The treatment was one of four investigated in a random, controlled study in the Democratic Republic of Congo — part of an emergency response to an ongoing outbreak in that nation. Ridgeback’s treatment cured 89% of newly infected patients and 66% of all patients who received it; officials believe that about 70% of untreated patients in the outbreak died. Another treatment, made by New York-based Regeneron Pharmaceuticals, showed slightly better survival rates.
The two treatments were considered such a success that in August the agency monitoring the study halted it after eight months.

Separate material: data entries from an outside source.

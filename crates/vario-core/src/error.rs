//! # Error Types
//!
//! Domain-specific error types for vario-core.
//!
//! ## Error Hierarchy
//! ```text
//! ┌─────────────────────────────────────────────────────────────────────────┐
//! │                         Error Types                                     │
//! │                                                                         │
//! │  vario-core errors (this file)                                         │
//! │  ├── CoreError        - Selection / stock-lookup failures              │
//! │  └── ValidationError  - Catalog and input validation failures          │
//! │                                                                         │
//! │  vario-cart errors (separate crate)                                    │
//! │  ├── SinkError        - Durable key-value sink failures                │
//! │  └── CartError        - Commit-path failures (wraps both)              │
//! │                                                                         │
//! │  Flow: ValidationError → CoreError → CartError → Frontend              │
//! └─────────────────────────────────────────────────────────────────────────┘
//! ```
//!
//! ## Design Principles
//! 1. Use `thiserror` for derive macros (not manual impl)
//! 2. Include context in error messages (color code, size, etc.)
//! 3. Errors are enum variants, never String
//! 4. Each error variant maps to a user-facing message

use thiserror::Error;

// =============================================================================
// Core Error
// =============================================================================

/// Core selection and stock-lookup errors.
///
/// These errors represent business rule violations or catalog data faults.
/// They should be caught and translated to user-friendly messages.
#[derive(Debug, Error)]
pub enum CoreError {
    /// The variant table has no row for an advertised (color, size) pair.
    ///
    /// ## When This Occurs
    /// - Catalog data is incomplete (variant table does not cover every
    ///   advertised color × size combination)
    ///
    /// ## Severity
    /// This is a data-integrity fault, not a user error. It must never be
    /// silently defaulted to zero stock: callers log it and treat the
    /// catalog entry as broken.
    #[error("No variant for color {color_code} size {size}")]
    VariantNotFound { color_code: String, size: String },

    /// A color code outside the product's advertised color set.
    ///
    /// ## When This Occurs
    /// - The presentation layer passes a swatch code the product does not
    ///   advertise (stale UI state, tampered request)
    #[error("Color not found: {0}")]
    ColorNotFound(String),

    /// Commit was attempted before a size was chosen.
    ///
    /// ## User Workflow
    /// ```text
    /// Add to Cart (no size chosen)
    ///      │
    ///      ▼
    /// NoSizeSelected
    ///      │
    ///      ▼
    /// UI shows: "Please choose a size"
    /// ```
    /// Fully recoverable; the selector state is left untouched.
    #[error("No size selected")]
    NoSizeSelected,

    /// Validation error (wraps ValidationError).
    #[error("Validation error: {0}")]
    Validation(#[from] ValidationError),
}

// =============================================================================
// Validation Error
// =============================================================================

/// Catalog and input validation errors.
///
/// These errors occur when catalog data doesn't meet requirements.
/// Used for early validation before the state machine runs.
#[derive(Debug, Error)]
pub enum ValidationError {
    /// A required field is missing or empty.
    #[error("{field} is required")]
    Required { field: String },

    /// Field value is too long.
    #[error("{field} must be at most {max} characters")]
    TooLong { field: String, max: usize },

    /// Invalid format (e.g., color code that isn't 6 hex digits).
    #[error("{field} has invalid format: {reason}")]
    InvalidFormat { field: String, reason: String },

    /// Duplicate value (e.g., two variant rows for the same color × size).
    #[error("{field} '{value}' already exists")]
    Duplicate { field: String, value: String },
}

// =============================================================================
// Result Type Alias
// =============================================================================

/// Convenience type alias for Results with CoreError.
pub type CoreResult<T> = Result<T, CoreError>;

// =============================================================================
// Unit Tests
// =============================================================================

#[cfg(test)]
mod tests {
    use super::*;

    #[test]
    fn test_error_messages() {
        let err = CoreError::VariantNotFound {
            color_code: "FFDDDD".to_string(),
            size: "M".to_string(),
        };
        assert_eq!(err.to_string(), "No variant for color FFDDDD size M");

        let err = CoreError::NoSizeSelected;
        assert_eq!(err.to_string(), "No size selected");
    }

    #[test]
    fn test_validation_error_messages() {
        let err = ValidationError::Required {
            field: "colors".to_string(),
        };
        assert_eq!(err.to_string(), "colors is required");

        let err = ValidationError::TooLong {
            field: "size".to_string(),
            max: 8,
        };
        assert_eq!(err.to_string(), "size must be at most 8 characters");
    }

    #[test]
    fn test_validation_converts_to_core_error() {
        let validation_err = ValidationError::Required {
            field: "colors".to_string(),
        };
        let core_err: CoreError = validation_err.into();
        assert!(matches!(core_err, CoreError::Validation(_)));
    }
}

Now, all new patients in the country receive Ridgeback’s or Regeneron’s treatment.
- As it looks for a permanent replacement for retired President Eduardo J. Padrón, Miami Dade College named Rolando Montoya, who retired as the college’s provost in 2016 and is a former trustee, as interim president.

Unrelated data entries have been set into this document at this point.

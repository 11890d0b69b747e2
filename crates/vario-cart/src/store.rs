//! # Cart Store
//!
//! The persistence bridge between a composed [`LineItem`] and the durable
//! sink: read the current sequence, append, persist, acknowledge.
//!
//! ## Commit Flow
//! ```text
//! ┌─────────────────────────────────────────────────────────────────────────┐
//! │                       Cart Commit Flow                                  │
//! │                                                                         │
//! │  add_to_cart(selector, store)                                          │
//! │       │                                                                 │
//! │       ▼                                                                 │
//! │  selector.commit() ── NoSizeSelected? ──► Err (size prompt, no change) │
//! │       │                                                                 │
//! │       ▼                                                                 │
//! │  store.add(item)                                                       │
//! │       ├── serialize current ++ [item]                                  │
//! │       ├── sink.set("cartItems", payload) ── Err? ──► in-memory cart    │
//! │       │                                              UNCHANGED         │
//! │       ▼                                                                 │
//! │  replace in-memory sequence, return the item                           │
//! │       │                                                                 │
//! │       ▼                                                                 │
//! │  caller shows "item added"                                             │
//! │                                                                         │
//! │  ORDERING: durable write FIRST, memory second. The acknowledgment      │
//! │  can never race ahead of durability.                                   │
//! └─────────────────────────────────────────────────────────────────────────┘
//! ```

use tracing::{debug, info};
use vario_core::{LineItem, VariantSelector};

use crate::error::CartResult;
use crate::sink::DurableSink;

/// The fixed sink key the serialized cart lives under.
///
/// Matches the key the storefront frontend reads on the cart page, so a
/// persisted cart survives a page reload.
pub const CART_ITEMS_KEY: &str = "cartItems";

// =============================================================================
// Cart Store
// =============================================================================

/// The shared cart: an ordered sequence of line items plus the sink it is
/// persisted through.
///
/// ## Contract
/// - `items()` is the current sequence, identical to what the sink holds
/// - `add()` is append-only: no de-duplication or merge-by-variant; every
///   commit adds a new entry, even for an already-present variant
/// - one sink read per hydration, one sink write per append
///
/// ## Writer Model
/// At most one active writer per session; selectors across page
/// navigations share this store by handle. If concurrent writers are ever
/// introduced, the sink's replace semantics make last-write-wins the
/// policy.
#[derive(Debug)]
pub struct CartStore<S: DurableSink> {
    sink: S,
    items: Vec<LineItem>,
}

impl<S: DurableSink> CartStore<S> {
    /// Opens a store over `sink`, hydrating the sequence from the fixed
    /// key. An absent key is an empty cart, not an error.
    pub fn open(sink: S) -> CartResult<Self> {
        let items = match sink.get(CART_ITEMS_KEY)? {
            Some(raw) => serde_json::from_str(&raw)?,
            None => Vec::new(),
        };

        debug!(items = items.len(), "Hydrated cart");
        Ok(CartStore { sink, items })
    }

    /// The current cart sequence, oldest first.
    pub fn items(&self) -> &[LineItem] {
        &self.items
    }

    /// Checks if the cart is empty.
    pub fn is_empty(&self) -> bool {
        self.items.is_empty()
    }

    /// Appends a line item and persists the new sequence.
    ///
    /// ## Ordering
    /// The appended sequence is written to the sink first; the in-memory
    /// sequence is replaced only after the write succeeded. On any error
    /// the observable cart state is exactly what it was before the call,
    /// so the caller's "item added" acknowledgment never outruns
    /// durability.
    pub fn add(&mut self, item: LineItem) -> CartResult<()> {
        let mut next = self.items.clone();
        next.push(item);

        let payload = serde_json::to_string(&next)?;
        self.sink.set(CART_ITEMS_KEY, &payload)?;

        let added = &next[next.len() - 1];
        info!(
            product_id = %added.id,
            size = %added.size,
            qty = added.qty,
            items = next.len(),
            "Added line item to cart"
        );
        self.items = next;
        Ok(())
    }
}

// =============================================================================
// Orchestration
// =============================================================================

/// Commits the selector's current state into the cart.
///
/// The single entry point behind the "add to cart" button: composes the
/// line item (pure) and persists the appended sequence (durable-first).
/// Returns the appended item as the success acknowledgment value; errors
/// carry everything the presentation layer needs to pick a prompt, and
/// leave both the selector and the cart untouched.
pub fn add_to_cart<S: DurableSink>(
    selector: &VariantSelector,
    store: &mut CartStore<S>,
) -> CartResult<LineItem> {
    let item = selector.commit()?;
    store.add(item.clone())?;
    Ok(item)
}

// =============================================================================
// Unit Tests
// =============================================================================
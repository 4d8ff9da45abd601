//! Report Attachments Entity
//!
//! A file bound to exactly one report. The original filename is metadata
//! only; the stored filename is randomized and the database row is the
//! source of truth for what exists on disk.

use sea_orm::entity::prelude::*;
use serde::{Deserialize, Serialize};

#[derive(Clone, Debug, PartialEq, DeriveEntityModel, Eq, Serialize, Deserialize)]
#[sea_orm(table_name = "report_attachments")]
pub struct Model {
    #[sea_orm(primary_key, auto_increment = false)]
    pub id:                Uuid,
    pub report_id:         Uuid,
    pub original_filename: String,
    pub stored_filename:   String,
    pub file_path:         String,
    pub file_size:         i64,
    pub file_type:         String,
    pub mime_type:         String,
    pub attachment_type:   AttachmentType,
    pub description:       Option<String>,
    pub file_hash:         String,
    pub uploaded_by:       Uuid,
    pub uploaded_at:       chrono::DateTime<chrono::Utc>,
}

#[derive(Copy, Clone, Debug, EnumIter, DeriveRelation)]
pub enum Relation {
    #[sea_orm(
        belongs_to = "super::reports::Entity",
        from = "Column::ReportId",
        to = "super::reports::Column::Id"
    )]
    Reports,
}

impl Related<super::reports::Entity> for Entity {
    fn to() -> RelationDef { Relation::Reports.def() }
}

impl ActiveModelBehavior for ActiveModel {}

/// Coarse attachment classification, derived from the file extension.
#[derive(Copy, Clone, Debug, PartialEq, Eq, EnumIter, DeriveActiveEnum, Serialize, Deserialize)]
#[sea_orm(rs_type = "String", db_type = "String(StringLen::N(16))")]
pub enum AttachmentType {
    #[sea_orm(string_value = "image")]
    Image,
    #[sea_orm(string_value = "document")]
    Document,
    #[sea_orm(string_value = "spreadsheet")]
    Spreadsheet,
    #[sea_orm(string_value = "presentation")]
    Presentation,
    #[sea_orm(string_value = "video")]
    Video,
    #[sea_orm(string_value = "audio")]
    Audio,
    #[sea_orm(string_value = "archive")]
    Archive,
    #[sea_orm(string_value = "other")]
    Other,
}

impl std::fmt::Display for AttachmentType {
    fn fmt(&self, f: &mut std::fmt::Formatter<'_>) -> std::fmt::Result {
        match self {
            AttachmentType::Image => write!(f, "image"),
            AttachmentType::Document => write!(f, "document"),
            AttachmentType::Spreadsheet => write!(f, "spreadsheet"),
            AttachmentType::Presentation => write!(f, "presentation"),
            AttachmentType::Video => write!(f, "video"),
            AttachmentType::Audio => write!(f, "audio"),
            AttachmentType::Archive => write!(f, "archive"),
            AttachmentType::Other => write!(f, "other"),
        }
    }
}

- Florida Keys Community College changed its name to College of the Florida Keys and launched bachelor’s degrees in nursing, hospitality, and marine resource management and conservation. It is also building a facility in Key Largo with a $16-million federal grant.
ENTERTAINMENT AND SPORTS
- NBC Universal Telemundo Enterprises acquired Argentina-based production company Underground Productions, which is now a wholly owned subsidiary of Miami-based Telemundo Global Studios.

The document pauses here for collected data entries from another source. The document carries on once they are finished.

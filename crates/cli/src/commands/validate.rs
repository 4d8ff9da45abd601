//! # CLI Validate Command
//!
//! Configuration validation for the Waypoint CLI.

use error::{AppError, Result};
use tracing::info;

const REQUIRED_VARS: [&str; 5] = [
    "WAYPOINT_DATABASE_HOST",
    "WAYPOINT_DATABASE_PORT",
    "WAYPOINT_DATABASE_NAME",
    "WAYPOINT_DATABASE_USER",
    "WAYPOINT_DATABASE_PASSWORD",
];

/// Validates the CLI configuration.
///
/// Checks that the database environment variables are present, that the
/// port parses, and that a TLS certificate and key are configured as a
/// pair or not at all.
pub fn validate() -> Result<()> {
    info!(target: "validate", "Validating configuration...");

    let missing = missing_required(|key| std::env::var(key).ok());
    if !missing.is_empty() {
        return Err(AppError::config(format!(
            "Missing required environment variables: {:?}",
            missing
        )));
    }

    if let Ok(port) = std::env::var("WAYPOINT_DATABASE_PORT") {
        port.parse::<u16>()
            .map_err(|_| AppError::config(format!("Invalid WAYPOINT_DATABASE_PORT: {port}")))?;
    }

    let cert = std::env::var("WAYPOINT_TLS_CERT").ok();
    let key = std::env::var("WAYPOINT_TLS_KEY").ok();
    if cert.is_some() != key.is_some() {
        return Err(AppError::config(
            "WAYPOINT_TLS_CERT and WAYPOINT_TLS_KEY must be set together",
        ));
    }

    info!(target: "validate", "Configuration is valid");
    Ok(())
}

/// Returns the required variables for which `get` yields no value.
fn missing_required(get: impl Fn(&str) -> Option<String>) -> Vec<&'static str> {
    REQUIRED_VARS
        .iter()
        .copied()
        .filter(|var| get(var).is_none())
        .collect()
}

#[cfg(test)]
mod tests {
    use std::collections::HashMap;

    use super::*;

    #[test]
    fn test_missing_required_reports_absent_vars() {
        let env: HashMap<&str, &str> = HashMap::from([
            ("WAYPOINT_DATABASE_HOST", "localhost"),
            ("WAYPOINT_DATABASE_PORT", "5432"),
            ("WAYPOINT_DATABASE_NAME", "waypoint"),
        ]);

        let missing = missing_required(|key| env.get(key).map(|v| (*v).to_string()));
        assert_eq!(
            missing,
            vec!["WAYPOINT_DATABASE_USER", "WAYPOINT_DATABASE_PASSWORD"]
        );
    }

    #[test]
    fn test_missing_required_empty_when_all_present() {
        let missing = missing_required(|_| Some("set".to_string()));
        assert!(missing.is_empty());
    }
}
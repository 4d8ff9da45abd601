//! Integration tests for attachment upload, deletion, and the cascade
//! delete of a report with files on disk.

mod common;

use entity::{
    mission_authorizations::MissionStatus,
    reports::ReportStatus,
    users::{UserRole, UserStatus},
};
use error::AppError;
use sea_orm::EntityTrait;
use server::{
    handlers::{attachments, reports},
    handlers::attachments::UploadParts,
    storage::{AttachmentStorage, MAX_ATTACHMENT_BYTES},
};

use crate::common::{auth_session_for, create_member, create_mission, create_report, create_user, setup, TestApp};

async fn fixture(app: &TestApp) -> (entity::users::Model, entity::reports::Model) {
    let user = create_user(&app.state, "agent@example.com", UserRole::Member, UserStatus::Active).await;
    let member = create_member(&app.state, user.id, "EMP-001").await;
    let mission = create_mission(&app.state, user.id, member.id, "MA-2026-0001", MissionStatus::Approved).await;
    let report = create_report(
        &app.state,
        user.id,
        member.id,
        mission.id,
        "RPT-202603-0001",
        ReportStatus::Draft,
    )
    .await;
    (user, report)
}

fn upload(filename: &str, data: &[u8]) -> UploadParts {
    UploadParts {
        filename:    filename.to_string(),
        data:        data.to_vec(),
        description: None,
    }
}

#[tokio::test]
async fn test_upload_writes_file_and_row() {
    let app = setup().await;
    let (user, report) = fixture(&app).await;
    let auth = auth_session_for(&user);

    let attachment = attachments::upload_attachment_inner(&app.state, &auth, report.id, upload("notes.txt", b"notes"))
        .await
        .unwrap();
    assert_eq!(attachment.file_type, "txt");
    assert_eq!(attachment.attachment_type, "document");
    assert_eq!(attachment.file_size, 5);

    let rows = entity::report_attachments::Entity::find().all(&app.state.db).await.unwrap();
    assert_eq!(rows.len(), 1);

    let storage = AttachmentStorage::new(&app.state.config.upload_dir);
    let path = storage.file_path(report.id, &rows[0].stored_filename);
    assert!(path.exists());
}

#[tokio::test]
async fn test_rejected_extension_persists_nothing() {
    let app = setup().await;
    let (user, report) = fixture(&app).await;

    let err = attachments::upload_attachment_inner(
        &app.state,
        &auth_session_for(&user),
        report.id,
        upload("payload.exe", b"MZ"),
    )
    .await
    .unwrap_err();
    assert!(matches!(err, AppError::Validation { .. }));

    let rows = entity::report_attachments::Entity::find().all(&app.state.db).await.unwrap();
    assert!(rows.is_empty());

    let storage = AttachmentStorage::new(&app.state.config.upload_dir);
    assert!(!storage.report_dir(report.id).exists());
}

#[tokio::test]
async fn test_oversize_upload_persists_nothing() {
    let app = setup().await;
    let (user, report) = fixture(&app).await;

    let data = vec![0u8; MAX_ATTACHMENT_BYTES + 1];
    let err = attachments::upload_attachment_inner(
        &app.state,
        &auth_session_for(&user),
        report.id,
        upload("big.pdf", &data),
    )
    .await
    .unwrap_err();
    assert!(matches!(err, AppError::Validation { .. }));

    let rows = entity::report_attachments::Entity::find().all(&app.state.db).await.unwrap();
    assert!(rows.is_empty());
    let storage = AttachmentStorage::new(&app.state.config.upload_dir);
    assert!(!storage.report_dir(report.id).exists());
}

#[tokio::test]
async fn test_upload_rejected_once_report_is_submitted() {
    let app = setup().await;
    let user = create_user(&app.state, "agent@example.com", UserRole::Member, UserStatus::Active).await;
    let member = create_member(&app.state, user.id, "EMP-001").await;
    let mission = create_mission(&app.state, user.id, member.id, "MA-2026-0001", MissionStatus::Approved).await;
    let report = create_report(
        &app.state,
        user.id,
        member.id,
        mission.id,
        "RPT-202603-0001",
        ReportStatus::Submitted,
    )
    .await;

    let err = attachments::upload_attachment_inner(
        &app.state,
        &auth_session_for(&user),
        report.id,
        upload("late.pdf", b"%PDF"),
    )
    .await
    .unwrap_err();
    assert!(matches!(err, AppError::Conflict { .. }));
}

#[tokio::test]
async fn test_delete_attachment_removes_row_and_file() {
    let app = setup().await;
    let (user, report) = fixture(&app).await;
    let auth = auth_session_for(&user);

    let attachment = attachments::upload_attachment_inner(&app.state, &auth, report.id, upload("photo.jpg", b"JFIF"))
        .await
        .unwrap();

    attachments::delete_attachment_inner(&app.state, &auth, attachment.id).await.unwrap();

    let rows = entity::report_attachments::Entity::find().all(&app.state.db).await.unwrap();
    assert!(rows.is_empty());

    let storage = AttachmentStorage::new(&app.state.config.upload_dir);
    let leftover: Vec<_> = match std::fs::read_dir(storage.report_dir(report.id)) {
        Ok(entries) => entries.collect(),
        Err(_) => Vec::new(),
    };
    assert!(leftover.is_empty());
}

#[tokio::test]
async fn test_report_cascade_delete_removes_rows_and_files() {
    let app = setup().await;
    let (user, report) = fixture(&app).await;
    let auth = auth_session_for(&user);

    for name in ["a.txt", "b.pdf", "c.png"] {
        attachments::upload_attachment_inner(&app.state, &auth, report.id, upload(name, b"data"))
            .await
            .unwrap();
    }

    reports::delete_report_inner(&app.state, &auth, report.id).await.unwrap();

    let report_rows = entity::reports::Entity::find().all(&app.state.db).await.unwrap();
    assert!(report_rows.is_empty());
    let attachment_rows = entity::report_attachments::Entity::find().all(&app.state.db).await.unwrap();
    assert!(attachment_rows.is_empty());

    let storage = AttachmentStorage::new(&app.state.config.upload_dir);
    assert!(!storage.report_dir(report.id).exists());
}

- Related Group owner Jorge Perez will open an art center in Miami’s Allapattah neighborhood late this year. The 28,000-sq.-ft. El Espacio will house some of his personal art collection, a residency program for artists and curators, a studio and exhibition space. The Rubell Family Collection will also take up residence in Allapattah by year-end, moving from its current location in the city’s Wynwood neighborhood.
- Hotel developer Urbanica Management paid $40 million for Miami Beach’s last vacant oceanfront parcel, a one-acre lot next to the Deauville Beach Resort. Urbanica plans to build its fifth Miami Beach hotel on the property.
- Virginia-based real estate investment trust AvalonBay Communities purchased a new, 314-apartment, 16-building rental community in Hialeah for $90 million. The company changed its name to Avalon Bonterra from Altis Bonterra.
- Seattle-based e-commerce marketplace OfferUp will open a Miami office, its first outside Seattle. Former Televisa Chief Technology Officer Rodrigo Violante will lead the office, which will hire about 16 engineers.
- Royal Caribbean, Norwegian Cruise Line Holdings and MSC Cruises USA are being sued over their use of Cuban ports built on land seized from private owners by the Cuban government. Suits were filed against Carnival in May.
- Three developers purchased Miami Beach’s Richmond Hotel and South Seas Hotel, which together have about 210 rooms, for a total of almost $140 million. The joint venture of SHVO, Bilgili Group and Deutsche Finance purchased the neighboring Raleigh Hotel for $103 million in February. It now owns three acres of beachfront land in the South Beach neighborhood, close to the Miami Beach Convention Center.
- Carnival hired attorney Peter C. Anderson, a former federal prosecutor and compliance attorney, to fill its new position of chief ethics & compliance officer.